Napoli sotto la pioggia ha una fama pessima e in parte meritata: i marciapiedi stretti diventano impraticabili, il basolato lavico è scivoloso, e il traffico peggiora sensibilmente. Ma è anche una delle poche città dove la giornata di pioggia non rovina il viaggio, perché quasi tutto il patrimonio è al chiuso o sotto terra.
Questo è il piano B, ordinato per quanto tempo riempie.

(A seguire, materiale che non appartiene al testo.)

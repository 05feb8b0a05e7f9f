use crate::{
    planet::{
        boundary::{BoundaryAnalysis, BoundaryType, PlatePair, PlateType},
        generate::{Generate, PhaseProgress, PlanetBuilder},
        plate::PlateAssignment,
    },
    progress::GenerationPhase,
    util,
};
use log::debug;
use rand::Rng;
use std::{
    cmp::Reverse,
    collections::{BTreeMap, BTreeSet},
};

/// RNG phase for boundary classification
const PHASE_SEED: u64 = 3;

/// Max number of ocean-continent rifts
const MAX_OCEAN_RIFTS: usize = 2;
/// Max number of ocean-continent subduction zones that propagate rifts behind
/// them
const MAX_PRIMARY_SUBDUCTIONS: usize = 3;

/// Decides which plates are oceanic and how every pair of adjacent plates
/// interacts
#[derive(Copy, Clone, Debug)]
pub struct BoundaryGenerator;

impl Generate for BoundaryGenerator {
    const PHASE: GenerationPhase = GenerationPhase::BoundaryDetection;

    fn generate(
        &self,
        planet: &mut PlanetBuilder,
        _progress: &mut PhaseProgress,
    ) -> anyhow::Result<()> {
        let mut rng = planet.config.phase_rng(PHASE_SEED);
        let analysis = classify_boundaries(
            planet.plates()?,
            planet.config.oceanic_plate_ratio,
            planet.config.active_tectonics,
            &mut rng,
        );
        debug!("Boundary types: {:?}", analysis.counts());
        planet.boundaries = Some(analysis);
        Ok(())
    }
}

/// Classify plates and their boundaries. See [Classifier] for the details.
fn classify_boundaries(
    plates: &PlateAssignment,
    oceanic_ratio: f64,
    active_tectonics: bool,
    rng: &mut impl Rng,
) -> BoundaryAnalysis {
    let mut classifier = Classifier::new(plates);
    let plate_types = classifier.plate_types(oceanic_ratio);
    classifier.classify_pairs(&plate_types);
    if !active_tectonics {
        classifier.stagnant_lid(rng);
    }
    BoundaryAnalysis::new(
        plate_types,
        classifier.boundaries,
        classifier.size_order,
    )
}

/// Working state for boundary classification. Every greedy choice here walks
/// plates in size order (largest first), so bigger plates get first pick.
struct Classifier<'a> {
    plates: &'a PlateAssignment,
    /// Plate indexes by descending size
    size_order: Vec<usize>,
    /// For each plate: the plate itself, then its neighbors by descending
    /// size
    ordered_adjacent: Vec<Vec<usize>>,
    boundaries: BTreeMap<PlatePair, BoundaryType>,
    /// Pairs that were classified directly, rather than propagated from a
    /// neighboring boundary
    decided: BTreeSet<PlatePair>,
}

impl<'a> Classifier<'a> {
    fn new(plates: &'a PlateAssignment) -> Self {
        let mut size_order: Vec<usize> = (0..plates.plate_count()).collect();
        // Stable sort, so ties keep the lower index first
        size_order.sort_by_key(|&plate| Reverse(plates.plate(plate).len()));

        let ordered_adjacent = (0..plates.plate_count())
            .map(|plate| {
                let adjacent = plates.adjacent_plates(plate);
                std::iter::once(plate)
                    .chain(
                        size_order
                            .iter()
                            .copied()
                            .filter(|other| adjacent.contains(other)),
                    )
                    .collect()
            })
            .collect();

        Self {
            plates,
            size_order,
            ordered_adjacent,
            boundaries: BTreeMap::new(),
            decided: BTreeSet::new(),
        }
    }

    /// Mark plates oceanic until oceanic plates cover `oceanic_ratio` of the
    /// surface. The largest plate goes first, then its neighbors from the
    /// smallest up, then the smallest plates on the planet.
    fn plate_types(&self, oceanic_ratio: f64) -> Vec<PlateType> {
        let plate_count = self.plates.plate_count();
        if oceanic_ratio <= 0.0 {
            return vec![PlateType::Continental; plate_count];
        }

        let polygon_count: usize =
            self.plates.plates().iter().map(Vec::len).sum();
        let mut oceanic = vec![false; plate_count];
        let mut ocean_polygons = 0;

        let largest = self.size_order[0];
        let candidates = self.ordered_adjacent[largest]
            .iter()
            .skip(1)
            .rev()
            .chain(self.size_order.iter().rev());
        for &plate in std::iter::once(&largest).chain(candidates) {
            if util::fraction(ocean_polygons, polygon_count) >= oceanic_ratio {
                break;
            }
            if !oceanic[plate] {
                oceanic[plate] = true;
                ocean_polygons += self.plates.plate(plate).len();
            }
        }

        oceanic
            .into_iter()
            .map(|is_oceanic| {
                if is_oceanic {
                    PlateType::Oceanic
                } else {
                    PlateType::Continental
                }
            })
            .collect()
    }

    /// Classify every adjacent pair. Oceanic plates are handled first, then
    /// continental plates extend the belts that the oceanic pass started, and
    /// anything left over is a transform boundary.
    fn classify_pairs(&mut self, plate_types: &[PlateType]) {
        let mut rifts = 0;
        let mut subductions = 0;

        for plate in 0..plate_types.len() {
            if !plate_types[plate].is_oceanic() {
                continue;
            }
            for j in 1..self.ordered_adjacent[plate].len() {
                let other = self.ordered_adjacent[plate][j];
                let pair = PlatePair::new(plate, other);
                if self.decided.contains(&pair) {
                    continue;
                }

                if plate_types[other].is_oceanic() {
                    self.decide(pair, BoundaryType::Transform);
                } else if rifts < MAX_OCEAN_RIFTS {
                    self.decide(pair, BoundaryType::Divergent);
                    rifts += 1;
                    self.propagate(plate, other, BoundaryType::Divergent);
                } else if subductions < MAX_PRIMARY_SUBDUCTIONS {
                    self.decide(pair, BoundaryType::Convergent);
                    subductions += 1;
                    // A subducting plate stretches the far side of the
                    // continent
                    self.propagate(plate, other, BoundaryType::Divergent);
                } else {
                    self.decide(pair, BoundaryType::Convergent);
                }
            }
        }

        for plate in 0..plate_types.len() {
            if plate_types[plate].is_oceanic() {
                continue;
            }
            for j in 1..self.ordered_adjacent[plate].len() {
                let other = self.ordered_adjacent[plate][j];
                let pair = PlatePair::new(plate, other);
                match self.boundaries.get(&pair).copied() {
                    Some(BoundaryType::Divergent) => {
                        self.propagate(plate, other, BoundaryType::Convergent)
                    }
                    Some(BoundaryType::Convergent) => {
                        self.propagate(plate, other, BoundaryType::Divergent)
                    }
                    _ => {}
                }
            }
        }

        for plate in 0..plate_types.len() {
            for &other in &self.ordered_adjacent[plate][1..] {
                self.boundaries
                    .entry(PlatePair::new(plate, other))
                    .or_insert(BoundaryType::Transform);
            }
        }
    }

    /// Record a direct classification. This overrides anything that was only
    /// propagated onto the pair.
    fn decide(&mut self, pair: PlatePair, boundary_type: BoundaryType) {
        self.boundaries.insert(pair, boundary_type);
        self.decided.insert(pair);
    }

    /// Carry a classification across `adjacent` to the plates on its far
    /// side, i.e. its neighbors that don't also touch `plate`. Pairs that
    /// already have a type are left alone.
    fn propagate(
        &mut self,
        plate: usize,
        adjacent: usize,
        boundary_type: BoundaryType,
    ) {
        for &opposite in self.plates.adjacent_plates(adjacent) {
            if opposite != plate && !self.plates.are_adjacent(plate, opposite)
            {
                self.boundaries
                    .entry(PlatePair::new(adjacent, opposite))
                    .or_insert(boundary_type);
            }
        }
    }

    /// Re-roll every boundary for a world without plate tectonics, where
    /// plates mostly just sit against each other
    fn stagnant_lid(&mut self, rng: &mut impl Rng) {
        for boundary_type in self.boundaries.values_mut() {
            let roll: f64 = rng.gen();
            *boundary_type = if roll < 0.65 {
                BoundaryType::Transform
            } else if roll < 0.85 {
                BoundaryType::Inactive
            } else if roll < 0.95 {
                BoundaryType::Divergent
            } else {
                BoundaryType::Convergent
            };
        }
    }
}
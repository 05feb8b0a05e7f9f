pub mod adjacency;
pub mod biome;
pub mod boundary;
pub mod climate;
mod generate;
pub mod height;
pub mod impact;
pub mod plate;
pub mod polygon;
pub mod river;

use crate::{
    planet::{
        adjacency::AdjacencyGraph,
        biome::Biome,
        boundary::{BoundaryAnalysis, BoundaryType, PlateType},
        climate::ClimateZone,
        generate::PlanetBuilder,
        impact::ImpactFeature,
        plate::PlateAssignment,
        polygon::Polygon,
        river::River,
    },
    progress::{NoopListener, ProgressListener},
    timed,
    util, PlanetConfig,
};
use anyhow::Context;
use log::info;
use serde::{Deserialize, Serialize};
use std::collections::BTreeMap;
use strum::IntoEnumIterator;
use validator::Validate;

/// A fully generated planet. Holds every per-polygon output of generation,
/// as well as the config that produced it. All data is indexed by polygon
/// index, i.e. the position of the polygon in [Planet::polygons].
///
/// ## Serialization
/// Planets can be serialized through JSON (with the `json` feature) or a
/// binary format (with the `bin` feature). The binary format is currently
/// [CBOR](https://cbor.io/), but that is subject to change. Maps keyed by
/// plate pairs are flattened into lists of entries so that every format can
/// hold them.
#[derive(Clone, Debug, PartialEq, Serialize, Deserialize)]
pub struct Planet {
    /// The config used to generate this planet. Generation is deterministic
    /// based on config, so this is enough to replay the run.
    config: PlanetConfig,
    polygons: Vec<Polygon>,
    adjacency: AdjacencyGraph,
    plates: PlateAssignment,
    boundaries: BoundaryAnalysis,
    /// Height bands as they were after elevation, before erosion
    base_heights: Vec<i32>,
    /// Final height bands
    heights: Vec<i32>,
    /// Final continuous heights, on the same scale as the bands
    precise_heights: Vec<f64>,
    climates: Vec<ClimateZone>,
    /// Craters and volcanoes, in the order they were placed
    impacts: Vec<ImpactFeature>,
    rainfall: Vec<f64>,
    rivers: Vec<River>,
    biomes: Vec<Biome>,
}

impl Planet {
    /// Generate a new planet with the given config. Depending on the
    /// subdivision level, this can take a few seconds. Returns an error if the
    /// config is invalid. Any other error indicates an internal bug.
    pub fn generate(config: PlanetConfig) -> anyhow::Result<Self> {
        Self::generate_with_listener(config, &mut NoopListener)
    }

    /// Generate a new planet, reporting progress to the given listener as
    /// each phase starts and finishes.
    pub fn generate_with_listener(
        config: PlanetConfig,
        listener: &mut dyn ProgressListener,
    ) -> anyhow::Result<Self> {
        info!("Generating planet with config {:#?}", config);

        config.validate().context("invalid config")?;

        let planet = timed!(
            "Planet generation",
            log::Level::Info,
            PlanetBuilder::new(config).generate_planet(listener)
        )?;
        listener.generation_completed();
        Ok(planet)
    }

    pub fn config(&self) -> &PlanetConfig {
        &self.config
    }

    /// Every polygon of the mesh. The 12 pentagons come first.
    pub fn polygons(&self) -> &[Polygon] {
        &self.polygons
    }

    pub fn adjacency(&self) -> &AdjacencyGraph {
        &self.adjacency
    }

    pub fn plates(&self) -> &PlateAssignment {
        &self.plates
    }

    pub fn boundaries(&self) -> &BoundaryAnalysis {
        &self.boundaries
    }

    /// Height bands as shaped by the elevation phase, before erosion
    pub fn base_heights(&self) -> &[i32] {
        &self.base_heights
    }

    /// Final height band of every polygon, in `[-4,4]`. See [height].
    ///
    /// [height]: crate::height
    pub fn heights(&self) -> &[i32] {
        &self.heights
    }

    /// Final continuous height of every polygon, in `[-4.0,4.0]`. Rounding
    /// one of these gives the matching entry of [Self::heights].
    pub fn precise_heights(&self) -> &[f64] {
        &self.precise_heights
    }

    pub fn climates(&self) -> &[ClimateZone] {
        &self.climates
    }

    pub fn rainfall(&self) -> &[f64] {
        &self.rainfall
    }

    pub fn rivers(&self) -> &[River] {
        &self.rivers
    }

    /// Every crater and volcano. Empty unless enabled in
    /// [ImpactConfig](crate::ImpactConfig).
    pub fn impacts(&self) -> &[ImpactFeature] {
        &self.impacts
    }

    pub fn craters(&self) -> impl Iterator<Item = &ImpactFeature> {
        self.impacts.iter().filter(|feature| feature.is_crater())
    }

    pub fn volcanoes(&self) -> impl Iterator<Item = &ImpactFeature> {
        self.impacts.iter().filter(|feature| feature.is_volcano())
    }

    pub fn biomes(&self) -> &[Biome] {
        &self.biomes
    }

    /// Number of polygons in each biome. Every biome is present, even the
    /// ones this planet doesn't have.
    pub fn biome_distribution(&self) -> BTreeMap<Biome, usize> {
        let mut counts: BTreeMap<Biome, usize> =
            Biome::iter().map(|biome| (biome, 0)).collect();
        for biome in &self.biomes {
            *counts.entry(*biome).or_default() += 1;
        }
        counts
    }

    /// Each land biome's share of all land polygons. Water biomes are left
    /// out. On a planet with no land at all, every share is 0.
    pub fn land_biome_fractions(&self) -> BTreeMap<Biome, f64> {
        let land_count =
            self.biomes.iter().filter(|biome| biome.is_land()).count();
        self.biome_distribution()
            .into_iter()
            .filter(|(biome, _)| biome.is_land())
            .map(|(biome, count)| (biome, util::fraction(count, land_count)))
            .collect()
    }

    /// Summarize this planet
    pub fn stats(&self) -> PlanetStats {
        let histogram = height::histogram(&self.heights);
        let height_bands = (height::DEEP_OCEAN..=height::HIGH_MOUNTAINS)
            .map(|band| (band, histogram[height::band_slot(band)]))
            .collect();
        let water_count = self
            .heights
            .iter()
            .filter(|band| height::is_water(**band))
            .count();

        let mut climate_zones = BTreeMap::new();
        for zone in &self.climates {
            *climate_zones.entry(*zone).or_insert(0) += 1;
        }

        PlanetStats {
            polygon_count: self.polygons.len(),
            plate_count: self.plates.plate_count(),
            oceanic_plate_count: self
                .boundaries
                .plate_types()
                .iter()
                .filter(|plate_type| **plate_type == PlateType::Oceanic)
                .count(),
            height_bands,
            water_fraction: util::fraction(water_count, self.heights.len()),
            climate_zones,
            boundary_types: self.boundaries.counts(),
            river_count: self.rivers.len(),
            frozen_river_count: self
                .rivers
                .iter()
                .filter(|river| river.is_frozen())
                .count(),
            crater_count: self.craters().count(),
            volcano_count: self.volcanoes().count(),
            biomes: self.biome_distribution(),
        }
    }

    /// Deserialize a planet from JSON. A planet can be serialized into JSON
    /// with [Planet::to_json]. Will fail if the input is malformed.
    #[cfg(feature = "json")]
    pub fn from_json(json: &str) -> anyhow::Result<Self> {
        serde_json::from_str(json).context("error deserializing planet")
    }

    /// Serializes this planet into JSON. This is a recoverable format, which
    /// can be loaded back with [Planet::from_json].
    #[cfg(feature = "json")]
    pub fn to_json(&self) -> anyhow::Result<String> {
        serde_json::to_string(self).context("error serializing planet")
    }

    /// Deserialize a planet from binary format, as written by
    /// [Planet::to_bin]. Will fail if the input is malformed.
    #[cfg(feature = "bin")]
    pub fn from_bin(read: impl std::io::Read) -> anyhow::Result<Self> {
        serde_cbor::from_reader(read).context("error deserializing planet")
    }

    /// Serializes this planet into a binary format. This is a recoverable
    /// format, which can be loaded back with [Planet::from_bin].
    #[cfg(feature = "bin")]
    pub fn to_bin(&self) -> anyhow::Result<Vec<u8>> {
        let mut buffer = Vec::new();
        serde_cbor::to_writer(&mut buffer, self)
            .context("error serializing planet")?;
        Ok(buffer)
    }
}

/// Summary statistics of a generated planet
#[derive(Clone, Debug, PartialEq, Serialize, Deserialize)]
pub struct PlanetStats {
    pub polygon_count: usize,
    pub plate_count: usize,
    pub oceanic_plate_count: usize,
    /// Number of polygons in each height band
    pub height_bands: BTreeMap<i32, usize>,
    /// Fraction of polygons that are underwater
    pub water_fraction: f64,
    pub climate_zones: BTreeMap<ClimateZone, usize>,
    pub boundary_types: BTreeMap<BoundaryType, usize>,
    pub river_count: usize,
    pub frozen_river_count: usize,
    pub crater_count: usize,
    pub volcano_count: usize,
    pub biomes: BTreeMap<Biome, usize>,
}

Il MANN è la scelta più solida. Tre ore abbondanti tra la collezione Farnese (il Toro Farnese, l'Ercole), i mosaici della Casa del Fauno con la Battaglia di Alessandro, gli affreschi staccati da Pompei ed Ercolano, e il Gabinetto Segreto con l'arte erotica romana. È climatizzato, ampio, e nelle giornate di pioggia stranamente non più affollato del solito.
Reggia e pinacoteca: Caravaggio, Tiziano, Masaccio, Botticelli, Bruegel, El Greco. Enorme, tranquilla, con l'unico inconveniente che il parco — che è metà del suo fascino — con la pioggia non è godibile. Si arriva in autobus dal centro.
Sotto terra la pioggia semplicemente non esiste. Napoli Sotterranea, Galleria Borbonica, le catacombe della Sanità: tutti percorsi guidati al coperto. È il momento perfetto per farli, dato che nelle giornate belle si rimpiange di essere sottoterra.
Un percorso che si può fare quasi interamente al riparo, spostandosi da una chiesa all'altra con brevi tratti scoperti: Gesù Nuovo, Santa Chiara, San Domenico Maggiore, Cappella Sansevero, San Lorenzo Maggiore, Duomo. Sono tutte gratuite tranne la Sansevero e il chiostro di Santa Chiara.
Costruita tra il 1887 e il 1890, con la cupola in ferro e vetro alta 57 metri, è uno spazio pubblico completamente coperto: ci si può stare, sedere, prendere un caffè. Di fronte c'è il Teatro San Carlo, visitabile con tour guidati.
I caffè storici del centro — quelli attorno a piazza del Plebiscito e via Toledo — sono nati proprio come salotti al coperto. Sedersi (non al banco) costa di più ma compra il diritto di restare, ed è quello che serve quando fuori diluvia.
A Bagnoli, museo scientifico interattivo con planetario: è la risposta più efficace a una giornata di pioggia con i figli, e riempie tranquillamente un pomeriggio intero.
Servono scarpe con suola scolpita: il basolato bagnato è davvero scivoloso. L'ombrello nei vicoli stretti è quasi inutilizzabile — meglio una giacca con cappuccio. Dopo piogge molto intense, evita di programmare bagni al mare nei giorni immediatamente successivi: la qualità dell'acqua vicino alle foci peggiora temporaneamente. E ricorda che la metropolitana Linea 1 collega buona parte dei punti di questa lista restando sempre al coperto.